During 2013 and part of 2014, an ISIS unit nicknamed the Beatles acquired and held 12 Western journalists hostage, along with aid workers and other foreign hostages, totalling 23 or 24 known hostages. A Polish journalist Marcin Suder was captured in July 2013 but escaped four months later. The unit executed American journalists James Foley and Steven Sotloff and released beheading videos. Eight of the other journalists were released for ransom: Danish journalist Daniel Rye Ottosen, French journalists Didier François, Edouard Elias, Nicolas Hénin, and Pierre Torres, and Spanish journalists Marc Marginedas, Javier Espinosa, and Ricardo García Vilanova.
The unit continues to hold hostage British journalist John Cantlie and a female aid worker.Cyber-security group the Citizen Lab released a report finding a possible link between ISIS and a digital attack on the Syrian citizen media group Raqqa Is Being Slaughtered Silently (RSS). Supporters of the media group received an emailed link to an image of supposed airstrikes, but clicking on the link introduced malware to the user’s computer that sends details of the user’s IP address and system each time it restarts.
That information has been enough to allow ISIS to locate RSS supporters.On 8 January 2015, ISIS members in Libya claimed to have executed Tunisian journalists Sofiene Chourabi and Nadhir Ktari who disappeared in September 2014. Also in January 2015, Japanese journalist Kenji Goto Jogo was captured after travelling to Raqqah and displayed on video with another Japanese citizen with a demand for $200 million ransom.
Beheadings and mass executions:
An unknown number of Syrians and Iraqis, several Lebanese soldiers, at least ten Kurds, two American journalists, one American and two British aid workers, and three Libyans have been beheaded by the Islamic State of Iraq and the Levant. ISIS uses beheadings to intimidate local populations and has released a series of propaganda videos aimed at Western countries. They also engage in public and mass executions, sometimes forcing prisoners to dig their own graves before shooting lines of prisoners and pushing them in. ISIS was reported to have beheaded about 100 foreign fighters as deserters who tried to leave Raqqa.

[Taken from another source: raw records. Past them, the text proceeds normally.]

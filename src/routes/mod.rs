use axum::routing::{get, post};
use axum::Router;
use tower_http::trace::TraceLayer;

use crate::config::{create_cors_layer, with_security_headers};
use crate::handlers::{events, health_check, rsvp};
use crate::state::AppState;

pub fn create_routes(state: AppState) -> Router {
    let router = Router::new()
        .route("/api/health", get(health_check))
        .route("/api/events", post(events::create_event).get(events::list_events))
        .route("/api/events/my-events", get(events::my_events))
        .route("/api/events/attending", get(events::attending_events))
        .route(
            "/api/events/:id",
            get(events::get_event)
                .put(events::update_event)
                .delete(events::delete_event),
        )
        .route(
            "/api/rsvp/:event_id",
            post(rsvp::create_rsvp).delete(rsvp::cancel_rsvp),
        )
        .route("/api/rsvp/:event_id/status", get(rsvp::rsvp_status));

    with_security_headers(router)
        .layer(create_cors_layer())
        .layer(TraceLayer::new_for_http())
        .with_state(state)
}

Destruction of cultural and religious heritage:
To finance its activities, ISIS is stealing artefacts from Syria and Iraq and sending them to Europe to be sold. It is estimated that ISIS raises US$200 million a year from cultural looting. UNESCO has asked for United Nations Security Council controls on the sale of antiquities, similar to those imposed after the 2003 Iraq War.
UNESCO is working with Interpol, national customs authorities, museums, and major auction houses in attempts to prevent looted items from being sold. ISIS occupied Mosul Museum, the second most important museum in Iraq, as it was about to reopen after years of rebuilding following the Iraq War, saying that the statues were against Islam and threatening to destroy the museum’s contents.
ISIS considers worshipping at graves tantamount to idolatry, and seeks to purify the community of unbelievers. It has used bulldozers to crush buildings and archaeological sites. The destruction by ISIS in July 2014 of the tomb and shrine of the prophet Yunus—Jonah in Christianity—the 13th-century mosque of Imam Yahya Abu al-Qassimin, the 14th-century shrine of prophet Jerjis—St George to Christians—and the attempted destruction of the Hadba minaret at the 12th-century Great Mosque of Al-Nuri have been described as “an unchecked outburst of extreme Wahhabism”. “Daesh (ISIS) gathered over 1,500 manuscripts from convents and other holy places and burnt all of them in the middle of the city square”. In March 2015, ISIS reportedly bulldozed the 13th-century BC Assyrian city of Nimrud, believing its sculptures to be idolatrous.